▸ **WHAT THE TASK REQUIRES**
Every line containing "using" should be identified and copied from the data below.
╭─ MATERIAL SUPPLIED
//! Authenticated encryption primitives.
//!
//! Two AEADs are available: AES-256-GCM (12-byte nonce) and
//! XChaCha20-Poly1305 (24-byte nonce). Both produce `nonce || ciphertext || tag`
//! with a freshly generated random nonce.

use aes_gcm::Aes256Gcm;
use chacha20poly1305::{
    aead::{generic_array::GenericArray, Aead, AeadCore, KeyInit, OsRng},
    XChaCha20Poly1305,
};

use crate::keys::KEY_LENGTH;
use reevault_common::{Error, Result};

/// Nonce size for XChaCha20-Poly1305 (24 bytes).
pub const NONCE_SIZE: usize = 24;

/// Nonce size for AES-256-GCM (12 bytes).
pub const AES_NONCE_SIZE: usize = 12;

/// Authentication tag size (16 bytes), shared by both ciphers.
pub const TAG_SIZE: usize = 16;

fn check_key(key: &[u8]) -> Result<()> {
    if key.len() != KEY_LENGTH {
        return Err(Error::Crypto(format!(
            "Invalid key length: expected {}, got {}",
            KEY_LENGTH,
            key.len()
        )));
    }
    Ok(())
}

/// Encrypt plaintext using XChaCha20-Poly1305.
///
/// # Postconditions
/// - Returns nonce || ciphertext || tag
/// - The ciphertext length is plaintext length + TAG_SIZE + NONCE_SIZE
///
/// # Errors
/// - Returns error if key length is incorrect
/// - Returns error if encryption fails
pub fn encrypt(key: &[u8], plaintext: &[u8]) -> Result<Vec<u8>> {
    check_key(key)?;

    let cipher = XChaCha20Poly1305::new(GenericArray::from_slice(key));
    let nonce = XChaCha20Poly1305::generate_nonce(&mut OsRng);

    let ciphertext = cipher
        .encrypt(&nonce, plaintext)
        .map_err(|e| Error::Crypto(format!("Encryption failed: {}", e)))?;

    let mut result = Vec::with_capacity(NONCE_SIZE + ciphertext.len());
    result.extend_from_slice(&nonce);
    result.extend_from_slice(&ciphertext);

    Ok(result)
}

/// Decrypt ciphertext produced by [`encrypt`].
///
/// # Errors
/// - Returns error if key length is incorrect
/// - Returns error if ciphertext is too short
/// - Returns error if authentication fails (tampered data or wrong key)
pub fn decrypt(key: &[u8], ciphertext: &[u8]) -> Result<Vec<u8>> {
    check_key(key)?;

    if ciphertext.len() < NONCE_SIZE + TAG_SIZE {
        return Err(Error::Crypto("Ciphertext too short".to_string()));
    }

    let (nonce_bytes, encrypted) = ciphertext.split_at(NONCE_SIZE);
    let nonce = GenericArray::from_slice(nonce_bytes);

    let cipher = XChaCha20Poly1305::new(GenericArray::from_slice(key));

    cipher
        .decrypt(nonce, encrypted)
        .map_err(|e| Error::Crypto(format!("Decryption failed: {}", e)))
}

/// Encrypt plaintext using AES-256-GCM.
///
/// Same framing as [`encrypt`] with a 12-byte nonce.
pub fn aes_encrypt(key: &[u8], plaintext: &[u8]) -> Result<Vec<u8>> {
    check_key(key)?;

    let cipher = Aes256Gcm::new(GenericArray::from_slice(key));
    let nonce = Aes256Gcm::generate_nonce(&mut OsRng);

    let ciphertext = cipher
        .encrypt(&nonce, plaintext)
        .map_err(|e| Error::Crypto(format!("Encryption failed: {}", e)))?;

    let mut result = Vec::with_capacity(AES_NONCE_SIZE + ciphertext.len());
    result.extend_from_slice(&nonce);
    result.extend_from_slice(&ciphertext);

    Ok(result)
}

/// Decrypt ciphertext produced by [`aes_encrypt`].
pub fn aes_decrypt(key: &[u8], ciphertext: &[u8]) -> Result<Vec<u8>> {
    check_key(key)?;

    if ciphertext.len() < AES_NONCE_SIZE + TAG_SIZE {
        return Err(Error::Crypto("Ciphertext too short".to_string()));
    }

    let (nonce_bytes, encrypted) = ciphertext.split_at(AES_NONCE_SIZE);
    let nonce = GenericArray::from_slice(nonce_bytes);

    let cipher = Aes256Gcm::new(GenericArray::from_slice(key));

    cipher
        .decrypt(nonce, encrypted)
        .map_err(|e| Error::Crypto(format!("Decryption failed: {}", e)))
}

#[cfg(test)]
mod tests {
    use super::*;

    #[test]
    fn test_encrypt_decrypt_roundtrip() {
        let key = [42u8; KEY_LENGTH];
        let plaintext = b"Hello, World!";

        let ciphertext = encrypt(&key, plaintext).unwrap();
        let decrypted = decrypt(&key, &ciphertext).unwrap();

        assert_eq!(decrypted, plaintext);
    }

    #[test]
    fn test_ciphertext_size() {
        let key = [42u8; KEY_LENGTH];
        let plaintext = b"Test message";

        let ciphertext = encrypt(&key, plaintext).unwrap();
        assert_eq!(ciphertext.len(), NONCE_SIZE + plaintext.len() + TAG_SIZE);

        let ciphertext = aes_encrypt(&key, plaintext).unwrap();
        assert_eq!(ciphertext.len(), AES_NONCE_SIZE + plaintext.len() + TAG_SIZE);
    }

    #[test]
    fn test_different_nonce_each_time() {
        let key = [42u8; KEY_LENGTH];
        let plaintext = b"Same plaintext";

        let ct1 = encrypt(&key, plaintext).unwrap();
        let ct2 = encrypt(&key, plaintext).unwrap();

        assert_ne!(&ct1[..NONCE_SIZE], &ct2[..NONCE_SIZE]);
        assert_ne!(ct1, ct2);
    }

    #[test]
    fn test_wrong_key_fails() {
        let key1 = [1u8; KEY_LENGTH];
        let key2 = [2u8; KEY_LENGTH];
        let plaintext = b"Secret data";

        let ciphertext = encrypt(&key1, plaintext).unwrap();
        assert!(decrypt(&key2, &ciphertext).is_err());

        let ciphertext = aes_encrypt(&key1, plaintext).unwrap();
        assert!(aes_decrypt(&key2, &ciphertext).is_err());
    }

    #[test]
    fn test_tampered_ciphertext_fails() {
        let key = [42u8; KEY_LENGTH];
        let plaintext = b"Important data";

        let mut ciphertext = aes_encrypt(&key, plaintext).unwrap();
        ciphertext[AES_NONCE_SIZE + 5] ^= 0xFF;

        assert!(aes_decrypt(&key, &ciphertext).is_err());
    }

    #[test]
    fn test_invalid_key_length() {
        let short_key = [0u8; 16];

        assert!(encrypt(&short_key, b"data").is_err());
        assert!(aes_encrypt(&short_key, b"data").is_err());
    }

    #[test]
    fn test_short_ciphertext_rejected() {
        let key = [42u8; KEY_LENGTH];

        assert!(decrypt(&key, &[0u8; 10]).is_err());
        assert!(aes_decrypt(&key, &[0u8; 10]).is_err());
    }

    #[test]
    fn test_aes_empty_plaintext() {
        let key = [42u8; KEY_LENGTH];

        let ciphertext = aes_encrypt(&key, b"").unwrap();
        let decrypted = aes_decrypt(&key, &ciphertext).unwrap();

        assert!(decrypted.is_empty());
    }

    mod properties {
        use super::*;
        use proptest::prelude::*;

        proptest! {
            #[test]
            fn roundtrip_arbitrary_bytes(data in proptest::collection::vec(any::<u8>(), 0..2048)) {
                let key = [9u8; KEY_LENGTH];

                let sealed = encrypt(&key, &data).unwrap();
                prop_assert_eq!(&decrypt(&key, &sealed).unwrap(), &data);

                let sealed = aes_encrypt(&key, &data).unwrap();
                prop_assert_eq!(aes_decrypt(&key, &sealed).unwrap(), data);
            }
        }
    }
}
╰─
▸ **RESULT BELOW**
/// Encrypt plaintext using XChaCha20-Poly1305.
/// Encrypt plaintext using AES-256-GCM.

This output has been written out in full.